Segment Start: RECORDS TO PROCESS

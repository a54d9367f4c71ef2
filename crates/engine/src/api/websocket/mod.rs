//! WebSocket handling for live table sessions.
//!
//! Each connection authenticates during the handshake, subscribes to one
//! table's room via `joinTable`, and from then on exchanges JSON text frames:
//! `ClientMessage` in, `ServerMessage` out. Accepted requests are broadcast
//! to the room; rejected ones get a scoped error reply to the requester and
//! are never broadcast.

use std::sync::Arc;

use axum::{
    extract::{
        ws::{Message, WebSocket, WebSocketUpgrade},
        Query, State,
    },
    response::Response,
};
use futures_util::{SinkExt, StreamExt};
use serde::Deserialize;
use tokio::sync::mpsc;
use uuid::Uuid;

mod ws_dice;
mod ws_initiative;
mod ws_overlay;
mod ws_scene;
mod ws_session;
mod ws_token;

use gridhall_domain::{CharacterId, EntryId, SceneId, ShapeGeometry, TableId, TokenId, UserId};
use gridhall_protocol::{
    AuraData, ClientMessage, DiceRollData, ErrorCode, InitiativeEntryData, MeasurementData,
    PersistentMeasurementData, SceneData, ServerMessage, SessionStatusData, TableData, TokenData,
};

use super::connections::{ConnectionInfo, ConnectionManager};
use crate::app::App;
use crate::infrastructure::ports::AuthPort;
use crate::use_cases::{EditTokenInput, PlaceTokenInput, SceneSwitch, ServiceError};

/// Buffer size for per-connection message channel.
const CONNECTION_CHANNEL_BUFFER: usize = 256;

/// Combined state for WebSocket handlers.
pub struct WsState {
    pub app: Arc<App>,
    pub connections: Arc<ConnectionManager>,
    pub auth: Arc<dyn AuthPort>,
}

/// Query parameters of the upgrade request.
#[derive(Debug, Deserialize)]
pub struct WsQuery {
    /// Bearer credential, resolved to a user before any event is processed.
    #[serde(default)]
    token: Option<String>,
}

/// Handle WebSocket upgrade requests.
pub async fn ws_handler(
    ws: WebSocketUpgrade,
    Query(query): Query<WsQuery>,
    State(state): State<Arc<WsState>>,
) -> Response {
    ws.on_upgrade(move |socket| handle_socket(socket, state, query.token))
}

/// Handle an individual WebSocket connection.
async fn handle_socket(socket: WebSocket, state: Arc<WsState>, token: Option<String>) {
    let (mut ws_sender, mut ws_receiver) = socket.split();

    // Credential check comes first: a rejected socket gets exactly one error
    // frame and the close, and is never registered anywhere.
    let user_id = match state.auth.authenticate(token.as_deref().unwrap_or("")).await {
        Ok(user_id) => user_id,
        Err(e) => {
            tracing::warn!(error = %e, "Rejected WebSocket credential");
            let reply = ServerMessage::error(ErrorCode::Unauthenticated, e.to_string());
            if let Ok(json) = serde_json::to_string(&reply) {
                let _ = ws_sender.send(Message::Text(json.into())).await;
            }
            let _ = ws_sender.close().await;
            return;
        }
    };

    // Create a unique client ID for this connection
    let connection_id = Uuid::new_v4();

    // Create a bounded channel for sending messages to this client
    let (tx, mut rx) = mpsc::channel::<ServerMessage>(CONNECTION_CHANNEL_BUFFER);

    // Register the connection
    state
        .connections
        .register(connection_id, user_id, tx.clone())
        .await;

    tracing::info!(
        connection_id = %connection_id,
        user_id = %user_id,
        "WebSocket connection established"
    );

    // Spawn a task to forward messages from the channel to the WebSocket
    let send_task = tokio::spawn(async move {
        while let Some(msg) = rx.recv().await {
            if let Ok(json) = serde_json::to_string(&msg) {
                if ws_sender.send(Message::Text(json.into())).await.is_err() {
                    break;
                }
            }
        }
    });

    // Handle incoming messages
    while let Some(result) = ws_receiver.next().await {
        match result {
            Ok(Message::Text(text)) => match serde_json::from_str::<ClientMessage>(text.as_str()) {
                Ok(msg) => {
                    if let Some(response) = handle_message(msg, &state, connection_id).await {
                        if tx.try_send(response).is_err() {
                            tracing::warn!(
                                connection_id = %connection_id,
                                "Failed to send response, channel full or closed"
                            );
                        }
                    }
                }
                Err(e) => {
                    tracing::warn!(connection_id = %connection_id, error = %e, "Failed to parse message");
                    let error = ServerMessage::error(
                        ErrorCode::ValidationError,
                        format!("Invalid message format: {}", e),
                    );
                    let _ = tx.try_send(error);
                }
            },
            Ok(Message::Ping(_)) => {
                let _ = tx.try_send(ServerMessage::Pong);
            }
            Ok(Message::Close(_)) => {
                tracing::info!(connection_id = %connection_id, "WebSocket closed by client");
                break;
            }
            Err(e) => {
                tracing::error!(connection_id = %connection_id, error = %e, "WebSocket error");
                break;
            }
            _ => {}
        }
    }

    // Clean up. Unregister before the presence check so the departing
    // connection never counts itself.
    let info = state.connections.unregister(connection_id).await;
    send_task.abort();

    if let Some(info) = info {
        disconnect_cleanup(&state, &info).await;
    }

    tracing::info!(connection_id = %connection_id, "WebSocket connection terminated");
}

Segment End: RECORDS TO PROCESS

:: EXERCISE GOAL ::
Going line by line through the data, tally each one that includes the string "result", and answer with the tally only.

:: WRITTEN REPLY ::
2